Jimmy Dyer

Personal information
- Full name: James Arthur Dyer
- Date of birth: 24 August 1883
- Place of birth: Barnsley, England
- Date of death: Q1 1971 (aged 88)
- Place of death: Crewe, England

Senior career*
- Years: Team / Apps / (Gls)
- Wombwell Town
- 1901–1902: Barnsley / 2 / (0)
- Doncaster Rovers
- Ashton Town
- 1905–1908: Manchester United / 1 / (0)
- 1908–1909: West Ham United / 3 / (0)
- 1909–1910: Bradford Park Avenue / 0 / (0)
- Wombwell Town
- Mexborough
- Castleford Town
- Harrogate

= Jimmy Dyer =

English footballer (1883–1971)

James Arthur Dyer (24 August 1883 – 1971) was an English footballer. His regular position was as a forward.
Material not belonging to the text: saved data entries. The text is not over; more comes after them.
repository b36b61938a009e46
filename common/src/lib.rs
pub mod models;
pub mod protocol;
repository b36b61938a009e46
use std::cmp::min;

use minesweeper_common::models::GameState;
use rand::Rng;
use tracing::{debug, info, instrument};

use super::Minesweeper;
use crate::data::Field;

impl<R: Rng> Minesweeper<R> {
    /// Replaces the whole game with a fresh field. Mine counts above the cell
    /// count are clamped, which yields a board made only of mines.
    ///
    /// # Panics
    ///
    /// Panics if `cols * rows` overflows `usize`. Hosts are expected to bound
    /// both sides before calling.
    #[instrument(level = "trace", skip(self))]
    pub fn generate_field(&mut self, cols: usize, rows: usize, mines: usize) {
        let Some(size) = cols.checked_mul(rows) else {
            panic!("field size {cols}x{rows} overflows usize");
        };
        let mines = min(mines, size);
        info!("Generating field: {}x{} with {} mines", cols, rows, mines);

        self.field = Field::empty(cols, rows, mines);
        self.marked_mines_count = 0;
        self.closed_cells_count = size;
        self.cells_to_open = size - mines;
        self.start_time = None;
        self.end_time = None;
        self.game_state = GameState::Playing;
        self.is_first_click = true;
        self.reveal_worklist.clear();

        if mines == size {
            debug!("Every cell holds a mine, nothing to open");
            self.field.fill_with_mines();
            return;
        }

        let mut mines_left = mines;
        let mut draws = 0usize;
        while mines_left > 0 {
            let index = self.rng.random_range(0..size);
            draws += 1;
            if !self.field.mine_map[index] {
                self.field.place_mine(index);
                mines_left -= 1;
            }
        }
        debug!("Placed {} mines in {} draws", mines, draws);
    }
}
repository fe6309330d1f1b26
//! Command-line argument surface.

use clap::Parser;
use std::path::PathBuf;

/// Compute the top-k highest cumulative-return bond-laddering strategies
/// over a CSV return grid.
///
/// Any argument left unset falls back to an interactive prompt (see
/// `crate::prompt`), so scripted and interactive invocations share the same
/// underlying `ladder_algo`/`ladder_io` calls.
#[derive(Parser, Debug)]
#[command(author, version, about, long_about = None)]
pub struct Cli {
    /// Set the logging level.
    #[arg(long, default_value = "info")]
    pub log_level: tracing::Level,

    /// Path to the return-grid CSV. Prompted for interactively if omitted.
    pub csv_path: Option<PathBuf>,

    /// Number of top sequences to compute. Prompted for interactively if omitted.
    #[arg(long)]
    pub k: Option<i64>,

    /// Directory to write the results CSV into. Prompted for interactively if omitted.
    #[arg(long)]
    pub export_dir: Option<PathBuf>,

    /// Render actions in verbose form (`Month 0: buy 6-month bond`) instead
    /// of short form (`b6`) in the results CSV.
    #[arg(long, default_value_t = false)]
    pub verbose_actions: bool,
}
//! Error taxonomy for the CSV loader and results writer.

use thiserror::Error;

/// Errors surfaced by [`crate::loader`] and [`crate::writer`].
///
/// Unlike [`ladder_core::LadderError`], every variant here is recoverable at
/// an interactive boundary (the prompt layer retries), except the one that
/// wraps an optimiser error, which is always fatal.
#[derive(Error, Debug)]
pub enum IoError {
    /// File missing, unreadable, or carrying a disallowed/spreadsheet-native
    /// extension.
    #[error("{0}")]
    FileError(String),

    /// Malformed CSV content: bad header, bad tenor, bad return, missing
    /// months, duplicate tenor, non-monotone month headers.
    #[error("{0}")]
    CsvParseError(String),

    /// The target export directory doesn't exist, isn't writable, or isn't
    /// a directory.
    #[error("{0}")]
    DirectoryError(String),

    /// All filenames `bond_results.csv`, `bond_results_2.csv`, ... up to the
    /// cap were already taken.
    #[error("exhausted {0} candidate filenames without finding a free one")]
    FilenameExhaustion(usize),

    /// An underlying `csv` crate error not already classified above.
    #[error("csv error: {0}")]
    Csv(#[from] csv::Error),

    /// An underlying I/O error not already classified above.
    #[error("io error: {0}")]
    Io(#[from] std::io::Error),

    /// A `ladder_core` construction error (e.g. an ill-shaped grid),
    /// propagated so loader call sites can use `?` uniformly.
    #[error(transparent)]
    Ladder(#[from] ladder_core::LadderError),
}

pub type IoResult<T> = Result<T, IoError>;
//! The Top-K Optimiser: a dynamic-programming engine augmented with a
//! k-way merge, producing the top-k cumulative return sequences reachable
//! by the end of the horizon.
//!
//! ## Algorithm
//!
//! For every month `m` the engine keeps a descending-sorted frontier of up
//! to `k` cumulative return factors (CRFs) reachable at `m`, plus a
//! back-pointer recording which action produced each entry and which rank
//! at the source month it extends. Each month's frontier is built by a
//! k-way merge (a max-heap) over `n + 1` non-increasing candidate streams —
//! one "wait" stream and one "buy" stream per tenor — so the frontier is
//! produced in descending order without ever materialising and sorting all
//! `(n+1) * k` successors.
//!
//! Two tables back this:
//!
//! - `crf`: a cyclic buffer of `(window) * k` cells, `window = min(max
//!   tenor, num_months) + 1`. Only the last `window` months' frontiers are
//!   ever read by a future month's update (a bond bought this month matures
//!   at most `max(tenors)` months out), so older rows are recycled.
//! - `decisions`: a dense `(num_months + 1) * k` table of `(tenor,
//!   prev_rank)` pairs. Path reconstruction walks the *entire* horizon
//!   backwards, so unlike `crf` this table cannot be rolled.
//!
//! Both are dropped as soon as [`get_optimal_sequences`] returns.

use crate::optimizer::solution::OptimalResults;
use ladder_core::error::OverflowDirection;
use ladder_core::{Action, LadderError, LadderResult, ReturnMatrix};
use std::cmp::Ordering;
use std::collections::BinaryHeap;

/// Sentinel `prev_rank` for the one back-pointer with no predecessor
/// (`Decisions[0, 0]`).
const NO_PREDECESSOR: i32 = -1;
/// Sentinel `tenor` marking an unfilled `Decisions` entry.
const UNFILLED: i32 = -1;
/// Tenor value used to tag a wait step in the back-pointer table.
const WAIT_TENOR: i32 = 0;

/// One candidate CRF competing to enter month `m`'s frontier: either the
/// head of the "keep waiting" stream, or the head of a per-tenor "buy"
/// stream.
#[derive(Debug, Clone, Copy)]
struct Candidate {
    crf: f64,
    /// 0 for wait, otherwise the tenor of the bond that matured this month.
    tenor: u32,
    /// Rank within `crf[phase(prev_month)]` that this candidate extends.
    prev_rank: usize,
    prev_month: u32,
    /// The per-step multiplier (1.0 for wait, `1 + HPR` for a buy) used to
    /// extend this stream's next element once this one is consumed.
    factor: f64,
}

impl PartialEq for Candidate {
    fn eq(&self, other: &Self) -> bool {
        self.crf == other.crf
    }
}
impl Eq for Candidate {}

impl PartialOrd for Candidate {
    fn partial_cmp(&self, other: &Self) -> Option<Ordering> {
        Some(self.cmp(other))
    }
}

impl Ord for Candidate {
    // Candidates are always finite by the time they're pushed (see
    // `checked_product`), so a total order is safe here even though `f64`
    // itself is only partially ordered.
    fn cmp(&self, other: &Self) -> Ordering {
        self.crf.partial_cmp(&other.crf).unwrap_or(Ordering::Equal)
    }
}

/// Physical row in the cyclic CRF buffer for logical month `m`.
#[inline]
fn phase(month: u32, window: u32) -> usize {
    (month % window) as usize
}

/// Multiply `prev_crf * factor`, failing with [`LadderError::Overflow`] if
/// the product is not finite (spec.md §4.2 "Overflow detection").
fn checked_product(prev_crf: f64, factor: f64, month: u32) -> LadderResult<f64> {
    let product = prev_crf * factor;
    if product.is_finite() {
        Ok(product)
    } else {
        let direction = if product.is_sign_negative() {
            OverflowDirection::Below
        } else {
            OverflowDirection::Above
        };
        Err(LadderError::Overflow { direction, month })
    }
}

/// Compute the top-k highest cumulative return sequences fitting within
/// `matrix`'s horizon.
///
/// `k < 0` fails with [`LadderError::InvalidArgument`]; `k == 0` returns an
/// empty [`OptimalResults`]. Otherwise this always succeeds in producing at
/// least one sequence per month (waiting is always feasible), unless a
/// candidate CRF overflows, in which case it fails with
/// [`LadderError::Overflow`] carrying the first month at which that
/// happened.
pub fn get_optimal_sequences(matrix: &ReturnMatrix, k: i64) -> LadderResult<OptimalResults> {
    if k < 0 {
        return Err(LadderError::InvalidArgument(format!(
            "k must be >= 0, got {k}"
        )));
    }
    let k = k as usize;
    if k == 0 {
        return Ok(OptimalResults::empty());
    }

    let num_months = matrix.num_months();
    let tenors = matrix.tenors();
    let l_max = *tenors.iter().max().expect("ReturnMatrix guarantees >=1 tenor");
    let window = l_max.min(num_months) + 1;

    tracing::debug!(
        num_months,
        num_tenors = tenors.len(),
        k,
        window,
        "starting top-k DP"
    );

    let mut crf = vec![f64::NEG_INFINITY; window as usize * k];
    crf[0] = 1.0;

    let mut decisions = vec![(UNFILLED, UNFILLED); (num_months as usize + 1) * k];
    decisions[0] = (WAIT_TENOR, NO_PREDECESSOR);

    let mut results_at = vec![0usize; num_months as usize + 1];
    results_at[0] = 1;

    for m in 1..=num_months {
        let row_m = phase(m, window) * k;
        for r in crf[row_m..row_m + k].iter_mut() {
            *r = f64::NEG_INFINITY;
        }

        let mut heap = BinaryHeap::with_capacity(tenors.len() + 1);

        let row_prev = phase(m - 1, window) * k;
        heap.push(Candidate {
            crf: crf[row_prev],
            tenor: 0,
            prev_rank: 0,
            prev_month: m - 1,
            factor: 1.0,
        });

        for (i, &t) in tenors.iter().enumerate() {
            if t > m {
                break; // tenors ascending: no later tenor can fit either.
            }
            let factor = 1.0 + matrix.at(i, (m - t) as usize);
            let row_src = phase(m - t, window) * k;
            let candidate_crf = checked_product(crf[row_src], factor, m)?;
            heap.push(Candidate {
                crf: candidate_crf,
                tenor: t,
                prev_rank: 0,
                prev_month: m - t,
                factor,
            });
        }

        let mut r = 0usize;
        while r < k {
            let Some(top) = heap.pop() else { break };

            crf[row_m + r] = top.crf;
            decisions[m as usize * k + r] = (top.tenor as i32, top.prev_rank as i32);

            let next_rank = top.prev_rank + 1;
            if next_rank < k {
                let row_src = phase(top.prev_month, window) * k;
                let next_crf = crf[row_src + next_rank];
                if next_crf != f64::NEG_INFINITY {
                    let advanced = checked_product(next_crf, top.factor, m)?;
                    heap.push(Candidate {
                        crf: advanced,
                        tenor: top.tenor,
                        prev_rank: next_rank,
                        prev_month: top.prev_month,
                        factor: top.factor,
                    });
                }
            }

            r += 1;
        }
        results_at[m as usize] = r;
    }

    let filled = results_at[num_months as usize];
    let final_row = phase(num_months, window) * k;
    let crfs = crf[final_row..final_row + filled].to_vec();

    let mut paths = Vec::with_capacity(filled);
    for r in 0..filled {
        paths.push(reconstruct_path(&decisions, k, num_months, r)?);
    }

    tracing::debug!(filled, "top-k DP complete");

    Ok(OptimalResults { crfs, paths })
}

/// Walk `decisions` backwards from `(num_months, rank)` to month 0,
/// merging adjacent waits, then reverse into chronological order.
fn reconstruct_path(
    decisions: &[(i32, i32)],
    k: usize,
    num_months: u32,
    rank: usize,
) -> LadderResult<Vec<Action>> {
    let mut current_month = num_months;
    let mut current_rank = rank;
    let mut wait_streak = 0u32;
    let mut actions = Vec::new();

    while current_month > 0 {
        let (tenor, prev_rank) = decisions[current_month as usize * k + current_rank];
        if tenor == UNFILLED {
            return Err(LadderError::InternalInvariant(format!(
                "unfilled back-pointer at month {current_month}, rank {current_rank}"
            )));
        }

        if tenor == WAIT_TENOR {
            wait_streak += 1;
            current_month -= 1;
            current_rank = prev_rank as usize;
        } else {
            let tenor = tenor as u32;
            if wait_streak > 0 {
                actions.push(Action::wait(current_month, wait_streak)?);
                wait_streak = 0;
            }
            let start = current_month - tenor;
            actions.push(Action::buy(start, tenor)?);
            current_month = start;
            current_rank = prev_rank as usize;
        }
    }

    if wait_streak > 0 {
        actions.push(Action::wait(0, wait_streak)?);
    }

    actions.reverse();
    Ok(actions)
}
Dyer was born in Blacker Hill in Barnsley. He played for Wombwell Town before moving to Barnsley, where he made two Football League appearances. After spells at Doncaster Rovers and Ashton Town, he moved to Manchester United but only made a single appearance.

The 1908–09 season saw a move to West Ham United of the Southern League. He made three appearances for the east London club during September 1909, before moving to Bradford Park Avenue, where he failed to make a League appearance.